En rencontrant pendant dix ans des électeurs du Rassemblement National, Vincent Jarousseau dessine, dans son ouvrage Dans les âmes et dans les urnes publié aux éditions Arênes, la toile de fond d’un pays profondément divisé dont les composantes s’ignorent. Glaçant et désespérant.
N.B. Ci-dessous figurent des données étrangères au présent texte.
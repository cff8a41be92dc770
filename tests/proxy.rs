//! End-to-end scenarios against a loopback listener standing in for the
//! origin, exercising the literal scenarios in the testable-properties
//! section this crate was built against.

use std::time::Duration;

use proxy_core::{
    connection,
    store::{CacheStore, DenylistStore, LogStore},
    ConnLimits,
};
use tokio::{
    io::{AsyncReadExt, AsyncWriteExt},
    net::{TcpListener, TcpStream},
};

async fn fake_origin(response: &'static [u8]) -> std::net::SocketAddr {
    let listener = TcpListener::bind("127.0.0.1:0").await.unwrap();
    let addr = listener.local_addr().unwrap();
    tokio::spawn(async move {
        loop {
            let Ok((mut stream, _)) = listener.accept().await else {
                return;
            };
            tokio::spawn(async move {
                let mut buf = [0u8; 1024];
                let _ = stream.read(&mut buf).await;
                let _ = stream.write_all(response).await;
            });
        }
    });
    addr
}

async fn handle_one(
    client: TcpStream,
    cache: CacheStore,
    denylist: DenylistStore,
    log: LogStore,
) {
    connection::handle(
        client,
        "127.0.0.1:9".to_string(),
        ConnLimits::default(),
        cache,
        denylist,
        log,
    )
    .await;
}

async fn connect_loopback_pair() -> (TcpStream, TcpStream) {
    let listener = TcpListener::bind("127.0.0.1:0").await.unwrap();
    let addr = listener.local_addr().unwrap();
    let connect = tokio::spawn(async move { TcpStream::connect(addr).await.unwrap() });
    let (server_side, _) = listener.accept().await.unwrap();
    let client_side = connect.await.unwrap();
    (client_side, server_side)
}

#[tokio::test]
async fn get_roundtrips_to_cache_hit_without_second_dial() {
    let target = format!(
        "http://{}/a",
        fake_origin(b"HTTP/1.1 200 OK\r\nContent-Length: 2\r\n\r\nhi").await
    );

    let cache = CacheStore::new();
    let denylist = DenylistStore::new();
    let log = LogStore::new();

    let (client_side, server_side) = connect_loopback_pair().await;
    let request = format!("GET {target} HTTP/1.1\r\nHost: x\r\n\r\n");
    let mut client_side = client_side;
    client_side.write_all(request.as_bytes()).await.unwrap();

    let handler = tokio::spawn(handle_one(
        server_side,
        cache.clone(),
        denylist.clone(),
        log.clone(),
    ));

    let mut first_response = Vec::new();
    tokio::time::timeout(Duration::from_secs(2), client_side.read_to_end(&mut first_response))
        .await
        .unwrap()
        .unwrap();
    handler.await.unwrap();

    assert!(String::from_utf8_lossy(&first_response).ends_with("hi"));
    assert_eq!(cache.len(), 1);

    let (client_side, server_side) = connect_loopback_pair().await;
    let mut client_side = client_side;
    client_side.write_all(request.as_bytes()).await.unwrap();
    let handler = tokio::spawn(handle_one(server_side, cache.clone(), denylist.clone(), log.clone()));

    let mut second_response = Vec::new();
    tokio::time::timeout(Duration::from_secs(2), client_side.read_to_end(&mut second_response))
        .await
        .unwrap()
        .unwrap();
    handler.await.unwrap();

    assert_eq!(first_response, second_response);

    let events = log.enumerate();
    let tags: Vec<_> = events.iter().map(|e| format!("{:?}", e.action)).collect();
    assert_eq!(tags, vec!["RequestHttp", "Fetched", "Cached"]);
}

#[tokio::test]
async fn blocked_host_returns_403_without_dialing_origin() {
    let cache = CacheStore::new();
    let denylist = DenylistStore::new();
    denylist.add("blocked.test");
    let log = LogStore::new();

    let (client_side, server_side) = connect_loopback_pair().await;
    let mut client_side = client_side;
    client_side
        .write_all(b"GET http://blocked.test/x HTTP/1.1\r\nHost: blocked.test\r\n\r\n")
        .await
        .unwrap();

    let handler = tokio::spawn(handle_one(server_side, cache, denylist, log.clone()));
    let mut response = Vec::new();
    tokio::time::timeout(Duration::from_secs(2), client_side.read_to_end(&mut response))
        .await
        .unwrap()
        .unwrap();
    handler.await.unwrap();

    let text = String::from_utf8_lossy(&response);
    assert!(text.starts_with("HTTP/1.1 403 Forbidden"));
    assert!(text.ends_with("<h1>Access Denied</h1>"));

    let events = log.enumerate();
    assert_eq!(events.len(), 1);
    assert_eq!(format!("{:?}", events[0].action), "Blocked");
}

#[tokio::test]
async fn bad_connect_target_returns_400() {
    let cache = CacheStore::new();
    let denylist = DenylistStore::new();
    let log = LogStore::new();

    let (client_side, server_side) = connect_loopback_pair().await;
    let mut client_side = client_side;
    client_side
        .write_all(b"CONNECT host:notanumber HTTP/1.1\r\n\r\n")
        .await
        .unwrap();

    let handler = tokio::spawn(handle_one(server_side, cache, denylist, log.clone()));
    let mut response = Vec::new();
    tokio::time::timeout(Duration::from_secs(2), client_side.read_to_end(&mut response))
        .await
        .unwrap()
        .unwrap();
    handler.await.unwrap();

    assert!(String::from_utf8_lossy(&response).starts_with("HTTP/1.1 400 Bad Request"));
    let events = log.enumerate();
    assert_eq!(format!("{:?}", events[0].action), "ErrorBadConnect");
}

#[tokio::test]
async fn connect_tunnel_relays_bytes_after_handshake() {
    let origin_addr = fake_origin(b"tunneled-response").await;
    let cache = CacheStore::new();
    let denylist = DenylistStore::new();
    let log = LogStore::new();

    let (client_side, server_side) = connect_loopback_pair().await;
    let mut client_side = client_side;
    let connect_line = format!("CONNECT {}:{} HTTP/1.1\r\n\r\n", origin_addr.ip(), origin_addr.port());
    client_side.write_all(connect_line.as_bytes()).await.unwrap();

    let handler = tokio::spawn(handle_one(server_side, cache, denylist, log.clone()));

    let mut handshake = [0u8; 39];
    tokio::time::timeout(Duration::from_secs(2), client_side.read_exact(&mut handshake))
        .await
        .unwrap()
        .unwrap();
    assert_eq!(&handshake, b"HTTP/1.1 200 Connection Established\r\n\r\n");

    client_side.write_all(b"anything").await.unwrap();
    let mut relayed = vec![0u8; "tunneled-response".len()];
    tokio::time::timeout(Duration::from_secs(2), client_side.read_exact(&mut relayed))
        .await
        .unwrap()
        .unwrap();
    assert_eq!(&relayed, b"tunneled-response");

    drop(client_side);
    handler.await.unwrap();

    let events = log.enumerate();
    let tags: Vec<_> = events.iter().map(|e| format!("{:?}", e.action)).collect();
    assert_eq!(tags, vec!["Connect", "Tunnel"]);
}

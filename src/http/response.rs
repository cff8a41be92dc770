//! The synthetic response builder.
//!
//! Every response this proxy originates itself (as opposed to relaying from
//! an origin) goes through here, so the wire form in the external-interface
//! contract is produced in exactly one place.

/// Builds an `HTTP/1.1` response with the fixed header set the wire protocol
/// promises: `Content-Type: text/html; charset=utf-8`, a matching
/// `Content-Length`, and `Connection: close`.
pub fn synthetic(status: u16, reason: &str, body: &[u8]) -> Vec<u8> {
    let head = format!(
        "HTTP/1.1 {status} {reason}\r\n\
         Content-Type: text/html; charset=utf-8\r\n\
         Content-Length: {}\r\n\
         Connection: close\r\n\r\n",
        body.len()
    );
    let mut out = head.into_bytes();
    out.extend_from_slice(body);
    out
}

/// Builds an `HTTP/1.1` response carrying a JSON body — used only by the
/// admin surface, never by the core's synthetic client-facing responses.
pub fn json(status: u16, reason: &str, body: &[u8]) -> Vec<u8> {
    let head = format!(
        "HTTP/1.1 {status} {reason}\r\n\
         Content-Type: application/json\r\n\
         Content-Length: {}\r\n\
         Connection: close\r\n\r\n",
        body.len()
    );
    let mut out = head.into_bytes();
    out.extend_from_slice(body);
    out
}

pub const ACCESS_DENIED_BODY: &[u8] = b"<h1>Access Denied</h1>";
pub const BAD_GATEWAY_BODY: &[u8] = b"<h1>Bad Gateway</h1>";
pub const BAD_CONNECT_BODY: &[u8] = b"<h1>Bad CONNECT request</h1>";

#[cfg(test)]
mod tests {
    use super::*;

    #[test]
    fn builds_exact_wire_form() {
        let resp = synthetic(403, "Forbidden", ACCESS_DENIED_BODY);
        let text = String::from_utf8(resp).unwrap();
        assert_eq!(
            text,
            "HTTP/1.1 403 Forbidden\r\n\
             Content-Type: text/html; charset=utf-8\r\n\
             Content-Length: 22\r\n\
             Connection: close\r\n\r\n\
             <h1>Access Denied</h1>"
        );
    }
}
use chrono::{DateTime, Utc};
use thiserror::Error;

pub type Result<T> = std::result::Result<T, GithubError>;

#[derive(Error, Debug)]
pub enum GithubError {
    #[error("invalid repository '{0}', expected owner/name")]
    InvalidRepo(String),

    #[error("failed to build HTTP client: {0}")]
    Client(#[source] reqwest::Error),

    #[error("network error requesting {url}: {source}")]
    Network {
        url: String,
        #[source]
        source: reqwest::Error,
    },

    #[error("GitHub rejected the access token (HTTP 401), check --token")]
    Unauthorized,

    #[error("GitHub API rate limit exceeded{}", reset_hint(.reset))]
    RateLimited { reset: Option<DateTime<Utc>> },

    #[error("repository {0} not found")]
    NotFound(String),

    #[error("GitHub API returned HTTP {status} for {url}: {message}")]
    Status {
        status: u16,
        url: String,
        message: String,
    },

    #[error("failed to decode response from {url}: {source}")]
    Decode {
        url: String,
        #[source]
        source: serde_json::Error,
    },
}

fn reset_hint(reset: &Option<DateTime<Utc>>) -> String {
    match reset {
        Some(at) => format!(", resets at {}", at.format("%Y-%m-%d %H:%M:%S UTC")),
        None => String::new(),
    }
}

#[cfg(test)]
mod tests {
    use super::*;
    use chrono::TimeZone;

    #[test]
    fn rate_limit_message_includes_reset() {
        let reset = Utc.timestamp_opt(1_700_000_000, 0).single();
        let err = GithubError::RateLimited { reset };
        assert_eq!(
            err.to_string(),
            "GitHub API rate limit exceeded, resets at 2023-11-14 22:13:20 UTC"
        );
    }

    #[test]
    fn rate_limit_message_without_reset() {
        let err = GithubError::RateLimited { reset: None };
        assert_eq!(err.to_string(), "GitHub API rate limit exceeded");
    }
}
use std::io::IsTerminal;
use std::time::Duration;

use clap::Parser;

use crate::github::{ClientConfig, DEFAULT_API_URL, MAX_PER_PAGE};
use crate::report::OutputFormat;

pub const USAGE_HINT: &str =
    r#"You need to provide repo. Example: "--repo owner/name --token YOUR_GITHUB_TOKEN""#;
pub const TOKEN_WARNING: &str = "WARNING: no GitHub API token provided (--token). \
     Unauthenticated requests are heavily rate limited.";

/// Rank a GitHub repository's users by comments, then by commits.
#[derive(Parser, Debug)]
#[command(name = "repostat", version, about, long_about = None)]
pub struct Cli {
    /// Repository to inspect, as owner/name
    #[arg(long, value_name = "OWNER/NAME")]
    pub repo: Option<String>,

    /// GitHub access token sent as `Authorization: token <TOKEN>`
    #[arg(long)]
    pub token: Option<String>,

    /// Output format
    #[arg(long, short = 'o', value_enum, default_value_t = OutputFormat::Table)]
    pub output: OutputFormat,

    /// Results requested per endpoint (only the first page is read)
    #[arg(long, default_value_t = MAX_PER_PAGE, value_parser = clap::value_parser!(u8).range(1..=100))]
    pub per_page: u8,

    /// GitHub API base URL
    #[arg(long, default_value = DEFAULT_API_URL)]
    pub api_url: String,

    /// Request timeout in seconds
    #[arg(long, default_value_t = 30, value_name = "SECS")]
    pub timeout: u64,

    /// Suppress the spinner and the missing-token warning
    #[arg(long, short = 'q')]
    pub quiet: bool,

    /// Enable debug logging
    #[arg(long, short = 'v')]
    pub verbose: bool,
}

impl Cli {
    pub fn client_config(&self) -> ClientConfig {
        ClientConfig {
            base_url: self.api_url.clone(),
            token: self.token.clone(),
            per_page: self.per_page,
            timeout: Duration::from_secs(self.timeout),
            ..ClientConfig::default()
        }
    }

    /// The spinner is only drawn for a human watching stderr.
    pub fn show_spinner(&self) -> bool {
        !self.quiet && std::io::stderr().is_terminal()
    }
}
//! Tracing setup.
//!
//! Diagnostics go to stderr so they never mix with the table on stdout.
//! `RUST_LOG` overrides the default filter, e.g. `RUST_LOG=repostat=debug`.

use tracing_subscriber::prelude::*;
use tracing_subscriber::{EnvFilter, fmt};

const DEFAULT_FILTER: &str = "repostat=warn,reqwest=error";
const VERBOSE_FILTER: &str = "repostat=debug,reqwest=warn";

pub fn init_logging(verbose: bool) {
    let fmt_layer = fmt::layer().with_target(false).with_writer(std::io::stderr);

    let default_filter = if verbose { VERBOSE_FILTER } else { DEFAULT_FILTER };
    let filter_layer =
        EnvFilter::try_from_default_env().unwrap_or_else(|_| EnvFilter::new(default_filter));

    tracing_subscriber::registry()
        .with(filter_layer)
        .with(fmt_layer)
        .init();
}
En 2014, un seul pays de l’Union Européenne est dirigé par l’extrême droite. Dix ans plus tard, ce mouvement politique occupe partout l’espace, de l’Italie de Giorgia Meloni à Trump de l’autre côté de l’Atlantique. Dix ans, c’est la période pendant laquelle Vincent Jarousseau, photographe et documentaliste, notamment pour le journal Libération, a côtoyé les électeurs du Front National devenu Rassemblement National (RN). Écouter ces citoyens qui s’estiment peu représentés pour tenter de « relier les votes et les vies » n’est pas une démarche inédite. Jerôme Fourquet notamment et des équipes de sociologues ont décrit dans La France sous nos yeux ou La France d’après (éditions du Seuil), les processus structurants menant à ce vote radical. Jarousseau part plus simplement, avec son appareil photo et son stylo, rencontrer et écouter ces électeurs. Le Front National s’étant implanté dans le paysage politique depuis 1995 par le biais des élections municipales, il choisit de se rendre d’abord dans trois communes dirigées par un maire d’extrême droite : Hénin-Beaumont, dans le Pas de Calais, laboratoire de Marine Le Pen et de son mouvement politique, Hayange, ville sinistrée de l’Est de la France à la suite de la fermeture des usines sidérurgiques, Beaucaire, dans le sud est de la France, communes auxquelles vont s’ajouter Denain et la région de l’Avesnois, territoires parmi les plus pauvres de France.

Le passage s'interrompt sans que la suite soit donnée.